In IBD, gut barrier dysfunction and the increase of intestinal paracellular permeability to noxious luminal substances is closely associated with increases in pro-inflammatory cytokines [59]. Flavonoids are a group of polyphenolic compounds ubiquitously found in plants, they have been reported to exhibit a variety of biological effects including anti-viral, anti-bacterial, anti-inflammatory, anti-oxidant, and anti-cancer effects [10]. Recent study showed flavonoids might limit epithelial COX-2 expression under inflammatory conditions in an intestinal epithelmial cell line (IEC18) [20]. In this study, we revealed the biological functions underlying the protective effect of wogonin on LPS-induced intestinal inflammatory reaction and intestinal barrier dysfunction in Caco-2 cells. Wogonin not only decreased the secretion of IL-1β, IL-6, IL-8, COX-2 and iNOS, but also protect intestinal barrier function in LPS-induced Caco-2 cells.

Inflammation depends largely on gene expression and shares key regulators. The NF-κB signaling pathway, which comprises a family of transcription factors, functions as an essential intracellular messenger that enables cells to adapt and respond to intestinal environmental changes [21]. NF-κB transcription factors activate expression of genes encoding cytokines, chemokines, adhesion molecules, matrix metalloproteinases, COX-2, inducible nitric oxide synthase, and enzymes and molecules with microbicidal activity IBD models [21]. In our present study, LPS up-regulated the activation of NF-κB, but the pre-treatment of wogonin could significantly reduce the activating effect of LPS on NF-κB(10 and 50 μM), which might be involved in the inhibition of intestinal inflammatory reaction and protection of intestinal barrier function in LPS-induced Caco-2 cells.

Multiple factors have been shown to alter intestinal barrier function, including LPS. Studies have demonstrated that LPS impairs intestinal barrier function in vitro and vivo models of IBD [2224]. LPS binding to TLR4 results in the activation of NF-κB, causes the release of pro-inflammatory cytokines and significantly disrupted intestinal barrier function that contributes to the IBD [22, 23]. TLR4 was up-regulated in animals [22, 23] and humans [24] with IBD. Mice with a mutation in the TLR4 gene was observed to have reduced IBD severity [23]. Therefore, targeting TLR4 provides a promising intervention strategy to reduce the expression of inflammatory mediators induced by these pathologies. As mentioned above, we found that the mRNA and protein levels of TLR4 were up-regulated in LPS-induced Caco-2 cells. The pre-treatment of wogonin reduced the expression of TLR4, which might be a reason for anti-inflammatory effects in Caco-2 cells.
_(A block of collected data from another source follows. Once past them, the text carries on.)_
//! Partner comparison command

use anyhow::{bail, Result};
use spendscope_core::{compare_expenses, ExpenseStore};

use super::{bar, parse_date, parse_period, print_json, truncate, Session};

pub async fn cmd_compare(session: &Session, period: &str, date: Option<&str>) -> Result<()> {
    let period = parse_period(period)?;
    let reference = parse_date(date)?;

    let Some(partner) = session.partner()? else {
        bail!("No partner linked. Invite one from the web dashboard first.");
    };

    let mine = session.expenses(false).await?;
    let theirs = session.store.expenses_for(partner.id, false).await?;
    let registry = session.registry(true)?;

    let comparison = compare_expenses(&mine, &theirs, &registry, period, reference);

    if session.json {
        return print_json(&comparison);
    }

    let partner_name = partner.name.as_deref().unwrap_or(&partner.email);
    let totals = &comparison.totals;
    println!();
    println!("👥 You vs {} (this {})", partner_name, period);
    println!("   ─────────────────────────────────────────────");
    println!(
        "   You          {:>10}  {:>5.1}%  {}",
        totals.mine.total.to_string(),
        totals.mine.rounded_percentage(),
        bar(totals.mine.percentage, 20)
    );
    println!(
        "   {:<12} {:>10}  {:>5.1}%  {}",
        truncate(partner_name, 12),
        totals.partner.total.to_string(),
        totals.partner.rounded_percentage(),
        bar(totals.partner.percentage, 20)
    );
    println!("   Combined     {:>10}", totals.combined.total.to_string());
    println!();

    for category in &comparison.categories {
        let split = &category.comparison;
        println!(
            "   {:<20} you {:>9}  {} {:>9}",
            truncate(&category.name, 20),
            split.mine.total.to_string(),
            truncate(partner_name, 8),
            split.partner.total.to_string()
        );
    }

    Ok(())
}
Activation of TLR4 signaling in the plasma membrane by LPS stimulates NF-κB pathway through the formation of MyD88-IRAK-TRAF6-TAK1 signaling complex. TLR4 was recruited to MyD88 and TAK1 after being stimulated by LPS, after that it dissociated from the receptor presumably to bifurcate the NF-κB-dependent cascade and initiates downstream inflammatory signaling [25, 26]. Therefore, MyD88 and TAK1 serve as a key TLR4 adaptor protein, linking the receptors to downstream kinases, suggesting that MyD88 and TAK1 act as specific targets for TLR4-induced inflammatory responses. The present results showed that wogonin significantly suppressed the LPS-induced expressions of MyD88 and p-TAK1 in Caco-2 cells. Moreover, wogonin also decreased the formation of the complexes of TLR4 with MyD88 and TAK1, which indicated that wogonin, could disturb the association of TLR4 with its adaptors, leading to inactivation of TLR4 in LPS-induced Caco-2 cells.

In conclusion, wogonin may inhibit TLR4-dependent inflammatory responses in LPS-induced Caco-2 cells, which may support the use of wogonin for the treatment of IBD. Further studies are required to explore potential efficacy of wogonin in the animal model of IBD against the inflammatory responses and impairment in intestinal barrier function.